■ **WHAT TO DO**
Across the following data, state how many lines include the word "phrases". Provide the number alone.

# # #

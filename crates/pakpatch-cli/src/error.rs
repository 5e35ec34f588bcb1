//! Error types for the command-line front end.

use pakpatch_core::PatchError;
use std::path::PathBuf;
use thiserror::Error;

/// Configuration-related errors.
#[derive(Debug, Error)]
pub enum ConfigError {
    /// Input file does not exist or is not a file
    #[error("{what} not found: {}", path.display())]
    MissingInput {
        /// Which input ("pak", "payload")
        what: &'static str,
        /// Path that was given
        path: PathBuf,
    },

    /// Device name failed validation
    #[error("invalid device name '{value}': {reason}")]
    InvalidDevice {
        /// Name as given
        value: String,
        /// Reason for rejection
        reason: &'static str,
    },

    /// Worker count of zero
    #[error("jobs must be at least 1")]
    InvalidJobs,

    /// Batch without any device names
    #[error("no device names given")]
    NoDevices,
}

/// Errors returned by command handlers.
#[derive(Debug, Error)]
pub enum CliError {
    /// Invalid configuration
    #[error("configuration error: {0}")]
    Config(#[from] ConfigError),

    /// Reading or writing a file failed
    #[error("failed to {action} {}: {source}", path.display())]
    Io {
        /// "read" or "write"
        action: &'static str,
        /// File involved
        path: PathBuf,
        /// Underlying I/O error
        #[source]
        source: std::io::Error,
    },

    /// Core codec error
    #[error(transparent)]
    Patch(#[from] PatchError),

    /// Report serialization failed
    #[error("failed to render report: {0}")]
    Json(#[from] serde_json::Error),

    /// Worker task panicked or was cancelled
    #[error("worker task failed: {0}")]
    Join(#[from] tokio::task::JoinError),

    /// One or more runs of a batch failed
    #[error("{failed} of {total} runs failed")]
    RunsFailed {
        /// Failed runs
        failed: usize,
        /// All runs
        total: usize,
    },
}

impl CliError {
    pub(crate) fn read(path: impl Into<PathBuf>, source: std::io::Error) -> Self {
        Self::Io {
            action: "read",
            path: path.into(),
            source,
        }
    }

    pub(crate) fn write(path: impl Into<PathBuf>, source: std::io::Error) -> Self {
        Self::Io {
            action: "write",
            path: path.into(),
            source,
        }
    }
}

/// Result type for CLI operations
pub type Result<T> = std::result::Result<T, CliError>;
//! Rendering of score summaries and the final report sink.

use std::fs::File;
use std::io::{BufWriter, Write};
use std::path::Path;

use crate::aggregate::ScoreSummary;
use crate::error::{RankevalError, Result};
use crate::rank::QueryMode;

const SEPARATOR: &str = "===========================================================";

/// One evaluation outcome: a method, a query type, and its scores.
#[derive(Debug, Clone)]
pub struct ScoreReport {
    pub method: String,
    pub query_type: QueryMode,
    pub summary: ScoreSummary,
}

/// Render one report block as human-readable text.
pub fn format_summary(report: &ScoreReport) -> String {
    format!(
        "{}\n{} Scores\nPercentage in Top 1%: {}\nPercentage in Top 5%: {}\nAverage: {}",
        report.method,
        report.query_type.label(),
        report.summary.top_one,
        report.summary.top_five,
        report.summary.average_rank
    )
}

/// Write every report block to `path`, each preceded by a separator line.
pub fn write_report(reports: &[ScoreReport], path: &Path) -> Result<()> {
    let file = File::create(path).map_err(|source| RankevalError::Open {
        path: path.to_path_buf(),
        source,
    })?;
    let mut writer = BufWriter::new(file);

    for report in reports {
        writeln!(writer, "{}", SEPARATOR)?;
        writeln!(writer, "{}", format_summary(report))?;
    }
    writer.flush()?;

    log::info!("Wrote {} score blocks to {}", reports.len(), path.display());
    Ok(())
}
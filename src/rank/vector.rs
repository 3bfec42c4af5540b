//! Vector-based ranking pass: cosine similarity against query vectors.

use std::collections::HashMap;

use crate::corpus::Publication;
use crate::error::Result;
use crate::rank::{rank_of, MissingKeyPolicy, QueryMode};
use crate::similarity::cosine_similarity;

/// Rank every publication against queries derived from its own metadata.
///
/// For each publication and each of its query-keys present in
/// `query_vectors`, computes the publication's cosine similarity to the
/// query vector, every publication's similarity to the same vector, and the
/// target's rank among them. The target's own score is part of the
/// candidate list, so its rank is bounded by the publication count.
///
/// Keys absent from the table are handled according to `policy`.
pub fn vector_ranks(
    publications: &[Publication],
    query_vectors: &HashMap<String, Vec<f64>>,
    mode: QueryMode,
    policy: MissingKeyPolicy,
) -> Result<Vec<usize>> {
    log::info!(
        "Computing {} ranks over {} publications",
        mode.label(),
        publications.len()
    );

    let mut ranks = Vec::new();
    for (index, publication) in publications.iter().enumerate() {
        log::debug!("Ranking publication {}/{}", index + 1, publications.len());

        let keys: &[String] = match mode {
            QueryMode::Tags => &publication.tags,
            QueryMode::Titles => std::slice::from_ref(&publication.title),
        };

        for key in keys {
            let Some(query_vector) = query_vectors.get(key) else {
                match policy {
                    MissingKeyPolicy::SkipKey => continue,
                    MissingKeyPolicy::SkipItem => break,
                }
            };

            let similarity = cosine_similarity(&publication.embedding, query_vector)?;

            let mut candidates = Vec::with_capacity(publications.len());
            for candidate in publications {
                candidates.push(cosine_similarity(query_vector, &candidate.embedding)?);
            }

            ranks.push(rank_of(&similarity, &candidates));
        }
    }

    log::info!("Computed {} {} ranks", ranks.len(), mode.label());
    Ok(ranks)
}
//! Evaluation orchestrator: runs every configured method and collects score
//! reports in run order.

use crate::aggregate::summarize;
use crate::config::Config;
use crate::corpus;
use crate::error::Result;
use crate::rank::{vector_ranks, word_frequency_ranks, QueryMode};
use crate::report::ScoreReport;

/// Run every configured evaluation method.
///
/// Vector methods run first, then word-frequency methods, each contributing
/// its score blocks in order. A load failure for any method fails the whole
/// batch; partial data never reaches the report.
pub fn run(config: &Config) -> Result<Vec<ScoreReport>> {
    let mut reports = Vec::new();

    for method in &config.evaluation.vector_methods {
        run_vector_method(config, method, &mut reports)?;
    }
    for method in &config.evaluation.word_frequency_methods {
        run_word_frequency_method(config, method, &mut reports)?;
    }

    Ok(reports)
}

/// Evaluate one vector-based method in Tags mode and Titles mode.
fn run_vector_method(
    config: &Config,
    method: &str,
    reports: &mut Vec<ScoreReport>,
) -> Result<()> {
    log::info!("Scoring method {}", method);

    let publications = corpus::load_publications(&config.publications_path(method))?;
    // The loader rejects empty corpora, so the dimension is always present.
    let dimension = publications
        .first()
        .map(|publication| publication.embedding.len())
        .unwrap_or_default();

    let tag_vectors = corpus::load_query_vectors(&config.tags_path(method), dimension)?;
    let title_vectors = corpus::load_query_vectors(&config.titles_path(method), dimension)?;
    let policy = config.evaluation.missing_key;

    let tag_ranks = vector_ranks(&publications, &tag_vectors, QueryMode::Tags, policy)?;
    reports.push(ScoreReport {
        method: method.to_string(),
        query_type: QueryMode::Tags,
        summary: summarize(&tag_ranks, publications.len())?,
    });

    let title_ranks = vector_ranks(&publications, &title_vectors, QueryMode::Titles, policy)?;
    reports.push(ScoreReport {
        method: method.to_string(),
        query_type: QueryMode::Titles,
        summary: summarize(&title_ranks, publications.len())?,
    });

    Ok(())
}

/// Evaluate one word-frequency method: always Tags mode, Titles mode only
/// when enabled in the configuration.
fn run_word_frequency_method(
    config: &Config,
    method: &str,
    reports: &mut Vec<ScoreReport>,
) -> Result<()> {
    log::info!("Scoring method {}", method);

    let publications = corpus::load_text_publications(&config.publications_path(method))?;

    let tag_phrasings = corpus::load_query_phrasings(&config.tags_path(method))?;
    let tag_ranks = word_frequency_ranks(&publications, &tag_phrasings, QueryMode::Tags);
    reports.push(ScoreReport {
        method: method.to_string(),
        query_type: QueryMode::Tags,
        summary: summarize(&tag_ranks, publications.len())?,
    });

    if config.evaluation.word_frequency_titles {
        let title_phrasings = corpus::load_query_phrasings(&config.titles_path(method))?;
        let title_ranks = word_frequency_ranks(&publications, &title_phrasings, QueryMode::Titles);
        reports.push(ScoreReport {
            method: method.to_string(),
            query_type: QueryMode::Titles,
            summary: summarize(&title_ranks, publications.len())?,
        });
    }

    Ok(())
}

#[cfg(test)]
mod tests {
    use super::*;
    use crate::config::{CorpusConfig, EvaluationConfig, OutputConfig};
    use crate::rank::MissingKeyPolicy;
    use std::fs;
    use tempfile::TempDir;

    fn write_method_file(dir: &TempDir, method: &str, name: &str, content: &str) {
        let txt_dir = dir.path().join(method).join("txt");
        fs::create_dir_all(&txt_dir).unwrap();
        fs::write(txt_dir.join(name), content).unwrap();
    }

    fn make_config(dir: &TempDir, vector: &[&str], word_frequency: &[&str]) -> Config {
        Config {
            corpus: CorpusConfig {
                data_dir: dir.path().to_path_buf(),
            },
            evaluation: EvaluationConfig {
                vector_methods: vector.iter().map(|m| m.to_string()).collect(),
                word_frequency_methods: word_frequency.iter().map(|m| m.to_string()).collect(),
                missing_key: MissingKeyPolicy::SkipKey,
                word_frequency_titles: false,
            },
            output: OutputConfig {
                report_path: dir.path().join("scores.txt"),
            },
        }
    }

    fn write_vector_method(dir: &TempDir, method: &str) {
        write_method_file(
            dir,
            method,
            "publications.txt",
            "0\tAlpha\tt1\tx\t1.0,0.0\n0\tBeta\tt2\tx\t0.0,1.0\n",
        );
        write_method_file(dir, method, "tags.txt", "t1\t1.0,0.0\nt2\t0.0,1.0\n");
        write_method_file(dir, method, "titles.txt", "Alpha\t1.0,0.0\nBeta\t0.0,1.0\n");
    }

    fn write_word_frequency_method(dir: &TempDir, method: &str) {
        write_method_file(
            dir,
            method,
            "publications.txt",
            "0\tAlpha\tt1\tx\talpha alpha\n0\tBeta\tt2\tx\tbeta\n",
        );
        write_method_file(dir, method, "tags.txt", "t1,alpha\nt2,beta\n");
        write_method_file(dir, method, "titles.txt", "Alpha,alpha\nBeta,beta\n");
    }

    #[test]
    fn run_collects_reports_in_order() {
        let dir = TempDir::new().unwrap();
        write_vector_method(&dir, "LDA_200");
        write_word_frequency_method(&dir, "WF");
        let config = make_config(&dir, &["LDA_200"], &["WF"]);

        let reports = run(&config).unwrap();

        assert_eq!(reports.len(), 3);
        assert_eq!(reports[0].method, "LDA_200");
        assert_eq!(reports[0].query_type, QueryMode::Tags);
        assert_eq!(reports[1].method, "LDA_200");
        assert_eq!(reports[1].query_type, QueryMode::Titles);
        assert_eq!(reports[2].method, "WF");
        assert_eq!(reports[2].query_type, QueryMode::Tags);
    }

    #[test]
    fn run_vector_method_scores() {
        let dir = TempDir::new().unwrap();
        write_vector_method(&dir, "D2V");
        let config = make_config(&dir, &["D2V"], &[]);

        let reports = run(&config).unwrap();

        // Every publication ranks first for its own query; with two items the
        // percentile buckets stay empty and the average lands at 50.
        assert_eq!(reports.len(), 2);
        for report in &reports {
            assert_eq!(report.summary.top_one, 0.0);
            assert_eq!(report.summary.top_five, 0.0);
            assert!((report.summary.average_rank - 50.0).abs() < 1e-9);
        }
    }

    #[test]
    fn run_word_frequency_titles_toggle() {
        let dir = TempDir::new().unwrap();
        write_word_frequency_method(&dir, "WF");
        let mut config = make_config(&dir, &[], &["WF"]);
        config.evaluation.word_frequency_titles = true;

        let reports = run(&config).unwrap();

        assert_eq!(reports.len(), 2);
        assert_eq!(reports[1].query_type, QueryMode::Titles);
    }

    #[test]
    fn run_fails_on_missing_input() {
        let dir = TempDir::new().unwrap();
        // publications.txt exists but tags.txt does not.
        write_method_file(
            &dir,
            "D2V",
            "publications.txt",
            "0\tAlpha\tt1\tx\t1.0,0.0\n",
        );
        let config = make_config(&dir, &["D2V"], &[]);

        assert!(run(&config).is_err());
    }
}
//! Similarity measures shared by the ranking passes.

use crate::error::{RankevalError, Result};

/// Compute cosine similarity between two vectors
///
/// # Arguments
///
/// * `a` - First vector
/// * `b` - Second vector (must have same length as `a`)
///
/// # Returns
///
/// Cosine similarity in [-1.0, 1.0]. Mismatched lengths and zero-magnitude
/// inputs are errors rather than silently truncated or NaN results.
pub fn cosine_similarity(a: &[f64], b: &[f64]) -> Result<f64> {
    if a.len() != b.len() {
        return Err(RankevalError::DimensionMismatch {
            left: a.len(),
            right: b.len(),
        });
    }

    let dot: f64 = a.iter().zip(b.iter()).map(|(x, y)| x * y).sum();

    let norm_a: f64 = a.iter().map(|x| x * x).sum::<f64>().sqrt();
    let norm_b: f64 = b.iter().map(|x| x * x).sum::<f64>().sqrt();

    if norm_a == 0.0 || norm_b == 0.0 {
        return Err(RankevalError::ZeroNormVector);
    }

    Ok(dot / (norm_a * norm_b))
}

/// Count query-token occurrences in a body of text.
///
/// Every whitespace-delimited token of every phrase contributes 1 when it
/// appears as a substring of `text`. Matching is case-sensitive and counts
/// per phrase, so a token supplied by several phrasings is counted once for
/// each of them.
pub fn word_overlap_score(phrases: &[String], text: &str) -> usize {
    let mut frequency = 0;
    for phrase in phrases {
        for word in phrase.split_whitespace() {
            if text.contains(word) {
                frequency += 1;
            }
        }
    }
    frequency
}
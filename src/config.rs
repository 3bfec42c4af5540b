use anyhow::{Context, Result};
use serde::Deserialize;
use std::path::{Path, PathBuf};

use crate::rank::MissingKeyPolicy;

/// Main configuration structure
#[derive(Debug, Clone, Deserialize)]
pub struct Config {
    pub corpus: CorpusConfig,
    pub evaluation: EvaluationConfig,
    pub output: OutputConfig,
}

/// Corpus location configuration
#[derive(Debug, Clone, Deserialize)]
pub struct CorpusConfig {
    /// Root directory holding one sub-directory per evaluated method.
    /// Each method reads `<data_dir>/<method>/txt/{publications,tags,titles}.txt`.
    pub data_dir: PathBuf,
}

/// Evaluation run configuration
#[derive(Debug, Clone, Deserialize)]
pub struct EvaluationConfig {
    /// Methods evaluated by cosine similarity over pre-computed vectors
    /// (e.g. "LDA_200", "D2V").
    #[serde(default)]
    pub vector_methods: Vec<String>,
    /// Methods evaluated by raw word-overlap counts (e.g. "WF").
    #[serde(default)]
    pub word_frequency_methods: Vec<String>,
    /// What to do when a query-key has no entry in the query table.
    #[serde(default)]
    pub missing_key: MissingKeyPolicy,
    /// Also score word-frequency methods against titles, not just tags.
    #[serde(default)]
    pub word_frequency_titles: bool,
}

/// Report output configuration
#[derive(Debug, Clone, Deserialize)]
pub struct OutputConfig {
    pub report_path: PathBuf,
}

impl Config {
    /// Load configuration from file
    ///
    /// Looks for the config file in this order:
    /// 1. Path specified in RANKEVAL_CONFIG environment variable
    /// 2. ./config.toml in current directory
    pub fn load() -> Result<Self> {
        let config_path = std::env::var("RANKEVAL_CONFIG")
            .map(PathBuf::from)
            .unwrap_or_else(|_| PathBuf::from("config.toml"));
        Self::load_from(&config_path)
    }

    /// Load configuration from an explicit path
    pub fn load_from(config_path: &Path) -> Result<Self> {
        let config_str = std::fs::read_to_string(config_path)
            .with_context(|| format!("Failed to read config file: {}", config_path.display()))?;

        let config: Config = toml::from_str(&config_str)
            .with_context(|| format!("Failed to parse {}", config_path.display()))?;

        config.validate()?;

        Ok(config)
    }

    /// Validate configuration values
    fn validate(&self) -> Result<()> {
        if !self.corpus.data_dir.exists() {
            anyhow::bail!(
                "data_dir path does not exist: {}. Set corpus.data_dir to the directory holding per-method input files.",
                self.corpus.data_dir.display()
            );
        }

        if !self.corpus.data_dir.is_dir() {
            anyhow::bail!(
                "data_dir must be a directory, not a file: {}",
                self.corpus.data_dir.display()
            );
        }

        if self.evaluation.vector_methods.is_empty()
            && self.evaluation.word_frequency_methods.is_empty()
        {
            anyhow::bail!("no methods configured: both evaluation.vector_methods and evaluation.word_frequency_methods are empty");
        }

        if self.output.report_path.as_os_str().is_empty() {
            anyhow::bail!("output.report_path must not be empty");
        }

        Ok(())
    }

    /// Directory holding one method's input resources
    pub fn method_dir(&self, method: &str) -> PathBuf {
        self.corpus.data_dir.join(method).join("txt")
    }

    /// Publications file for a method
    pub fn publications_path(&self, method: &str) -> PathBuf {
        self.method_dir(method).join("publications.txt")
    }

    /// Tag query file for a method
    pub fn tags_path(&self, method: &str) -> PathBuf {
        self.method_dir(method).join("tags.txt")
    }

    /// Title query file for a method
    pub fn titles_path(&self, method: &str) -> PathBuf {
        self.method_dir(method).join("titles.txt")
    }

    /// Get report output path
    pub fn report_path(&self) -> &Path {
        &self.output.report_path
    }
}

#[cfg(test)]
mod tests {
    use super::*;
    use std::fs;
    use tempfile::TempDir;

    fn create_test_config(temp_dir: &TempDir) -> String {
        let data_dir = temp_dir.path().canonicalize().unwrap();
        let data_dir_str = data_dir.to_str().unwrap().replace('\\', "\\\\");
        format!(
            r#"
[corpus]
data_dir = "{}"

[evaluation]
vector_methods = ["LDA_200", "D2V"]
word_frequency_methods = ["WF"]
missing_key = "skip-key"
word_frequency_titles = false

[output]
report_path = "./scores.txt"
"#,
            data_dir_str
        )
    }

    #[test]
    fn test_config_load_success() {
        let temp_dir = TempDir::new().unwrap();
        let config_path = temp_dir.path().join("config.toml");
        fs::write(&config_path, create_test_config(&temp_dir)).unwrap();

        let config = Config::load_from(&config_path);
        assert!(config.is_ok(), "Config::load_from failed: {:?}", config.err());
        let config = config.unwrap();
        assert_eq!(config.evaluation.vector_methods, vec!["LDA_200", "D2V"]);
        assert_eq!(config.evaluation.word_frequency_methods, vec!["WF"]);
        assert_eq!(config.evaluation.missing_key, MissingKeyPolicy::SkipKey);
        assert!(!config.evaluation.word_frequency_titles);
    }

    #[test]
    fn test_config_defaults() {
        let temp_dir = TempDir::new().unwrap();
        let config_path = temp_dir.path().join("config.toml");
        let data_dir = temp_dir.path().canonicalize().unwrap();
        let content = format!(
            r#"
[corpus]
data_dir = "{}"

[evaluation]
vector_methods = ["D2V"]

[output]
report_path = "./scores.txt"
"#,
            data_dir.to_str().unwrap().replace('\\', "\\\\")
        );
        fs::write(&config_path, content).unwrap();

        let config = Config::load_from(&config_path).unwrap();
        assert!(config.evaluation.word_frequency_methods.is_empty());
        assert_eq!(config.evaluation.missing_key, MissingKeyPolicy::SkipKey);
    }

    #[test]
    fn test_config_rejects_missing_data_dir() {
        let temp_dir = TempDir::new().unwrap();
        let config_path = temp_dir.path().join("config.toml");
        let content = r#"
[corpus]
data_dir = "/nonexistent/rankeval-data"

[evaluation]
vector_methods = ["D2V"]

[output]
report_path = "./scores.txt"
"#;
        fs::write(&config_path, content).unwrap();

        let config = Config::load_from(&config_path);
        assert!(config.is_err());
        assert!(config.unwrap_err().to_string().contains("data_dir"));
    }

    #[test]
    fn test_config_rejects_no_methods() {
        let temp_dir = TempDir::new().unwrap();
        let config_path = temp_dir.path().join("config.toml");
        let data_dir = temp_dir.path().canonicalize().unwrap();
        let content = format!(
            r#"
[corpus]
data_dir = "{}"

[evaluation]

[output]
report_path = "./scores.txt"
"#,
            data_dir.to_str().unwrap().replace('\\', "\\\\")
        );
        fs::write(&config_path, content).unwrap();

        let config = Config::load_from(&config_path);
        assert!(config.is_err());
        assert!(config.unwrap_err().to_string().contains("no methods"));
    }

    #[test]
    fn test_config_invalid_path() {
        let config = Config::load_from(Path::new("nonexistent.toml"));
        assert!(config.is_err());
    }

    #[test]
    fn test_method_paths() {
        let temp_dir = TempDir::new().unwrap();
        let config_path = temp_dir.path().join("config.toml");
        fs::write(&config_path, create_test_config(&temp_dir)).unwrap();
        let config = Config::load_from(&config_path).unwrap();

        let pubs = config.publications_path("LDA_200");
        assert!(pubs.ends_with("LDA_200/txt/publications.txt"));
        assert!(config.tags_path("WF").ends_with("WF/txt/tags.txt"));
        assert!(config.titles_path("WF").ends_with("WF/txt/titles.txt"));
    }
}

# # #

■ **ANSWER TO THIS TASK**
2